Veliko Tarnovo is the old capital of Bulgaria. This former most important city in the country, is located in northern Dobrudja and is one of the most important historical settlements in Bulgaria and as such Tarnovo has much to offer its visitors and guests.
The undisputed symbol of Veliko Tarnovo is the fortress Tsarevets, which was the main Bulgarian fortress during the Second Bulgarian Kingdom, 1185-1393 year. Tsarevets is included in the list of the 100 national tourist sites of the Bulgarian Tourist Union.
Tsarevets is solidly fortified with walls, which dominates the background of Veliko Tarnovo - the eponymous hill. The two outer suburbs are formed along the Yantra River, which flows at the foot of the western and southeastern slopes of Tsarevets. In those medieval times between the 12th and 14th century Tsarevets stood shoulder to shoulder in glory and power to Rome, it was even called – the second Constantinople city and was one of the largest fortified cities in Southeast Europe.
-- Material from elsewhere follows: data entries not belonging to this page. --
// ==========================================
// 地铁列车夜间入役排班系统 - 夜间数据导入引擎
// ==========================================
// 依据: Field_Mapping_v1.0.md - 导入流程
// 职责: CSV 解析 + 字段标准化 + 车队级提示 + 批次信息
// 红线: 不含 UI 逻辑; 标准化失败即整批失败(全有或全无)
// ==========================================

use crate::domain::train::TrainRecord;
use crate::importer::dq_validator::{DqValidator, FleetAdvisory};
use crate::importer::error::ImportError;
use crate::importer::field_mapper::FieldMapper;
use crate::importer::file_parser::CsvParser;
use chrono::{DateTime, Utc};
use serde::Serialize;
use std::path::Path;
use tracing::instrument;
use uuid::Uuid;

// ==========================================
// ImportResult - 导入结果
// ==========================================
/// 单批次导入结果(记录 + 提示 + 批次口径)
#[derive(Debug, Clone, Serialize)]
pub struct ImportResult {
    pub batch_id: String,
    pub imported_at: DateTime<Utc>,
    pub total_rows: usize,
    pub records: Vec<TrainRecord>,
    pub advisories: Vec<FleetAdvisory>,
}

// ==========================================
// TrainDataImporter - 夜间数据导入引擎
// ==========================================
pub struct TrainDataImporter;

impl TrainDataImporter {
    /// 从 CSV 文件导入夜间数据集(主入口)
    ///
    /// # 流程
    /// 1. 解析 CSV → 原始行映射
    /// 2. 字段映射 → RawTrainRecord
    /// 3. 标准化 → TrainRecord(快速失败)
    /// 4. 车队级提示生成(非阻断)
    ///
    /// # 返回
    /// - ImportResult: 标准化记录 + 提示 + 批次信息
    #[instrument(fields(file = %file_path.display()))]
    pub fn import_from_csv(file_path: &Path) -> Result<ImportResult, ImportError> {
        let batch_id = Uuid::new_v4().to_string();

        let rows = CsvParser::parse_to_raw_rows(file_path)?;
        let total_rows = rows.len();

        let raws = FieldMapper::map_raw(rows);
        let records = FieldMapper::normalize_all(&raws)?;

        let advisories = DqValidator::fleet_advisories(&records);
        for advisory in &advisories {
            tracing::warn!(
                kind = ?advisory.kind,
                affected = advisory.train_ids.len(),
                "{}",
                advisory.message
            );
        }

        tracing::info!(
            batch_id = %batch_id,
            total_rows = total_rows,
            records = records.len(),
            advisories = advisories.len(),
            "夜间数据导入完成"
        );

        Ok(ImportResult {
            batch_id,
            imported_at: Utc::now(),
            total_rows,
            records,
            advisories,
        })
    }
}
The first settlement of this historic hill appeared in the Late Chalcolithic period around 4200 BC. It continues its development in the Bronze Age and during the Iron Age. When the lands were inhabited by the Thracians, the town was noted for its significant progress.
Around the 5th-7th century the site today of Tsarevets was the largest city of the Byzantine Empire and was the province of Lower Moesia. Shortly thereafter, at the early Byzantine fortress arises an old Bulgarian village, which developed and expanded during the First Bulgarian Empire, especially in the era of the Byzantine rule.
In 1186 Tarnovo became the capital of Bulgaria, and Tsarevets had built the Royal Palace and Patriarch, which were the two principal institutions of the time. The fortress wall was about 2 km long and advocated Tsarevets and the hazardous hill. In places the wall thickness reached 2.60 meters.
Tsarevets had three entrances, the chief lies to the west and the three consecutive gates were defended by towers. The wooden drawbridge, managed to continue until 1864 and was restored without the gate tower in 1932-1934, the second gate is located 18 meters after the first. The third gate had existed in its authentic form until 1889 and was restored in 1971.
One of the interesting places in the castle Tsarevets is Baldwin Tower, which is related to the legend that the Latin Emperor Baldwin of Flanders was found dead there. He was captured by the Bulgarian King Kaloyan after the battle of Adrianople in 1205 at the end of the 13th century and it was then that this tower had built one of the urban monasteries. In the Middle Ages Tsarevets also constituted a dense network of residential and farm buildings.
The archaeological research displayed to the world data more than 370 residential and farm buildings, 22 churches, 4 of which were early Byzantine and there were also remains of 4 monastery complexes. The housing developed neighborhoods all had their own parish church. Also, between all the parts of Tsarevets was built a very good street network.
In the middle of Tsarevets is a Church of Holy Ascension. There today, the relics of St. Michael - Soldier of Potuka have been saved. This temple is a cruciform, and from its southern side stands a high tower that serves as a bell, which had generally been rare in the church architecture in the Balkans.
In the medieval times the church was decorated inside and out with mosaics and murals. The church along with the palace of Tsarevets was destroyed in the capture of the fortress in the summer of 1393 by the armies of Sultan Bayazid I.
Restoration of the castle Tsarevets began in 1930 and was completed in 1981 in honor of 1300 years of the Bulgarian state. According to official statistics, Tsarevets is the most visited monument in Bulgaria. Tsarevets sees about 200, 000 people a year and offers its many guests the unforgettable light and sound show.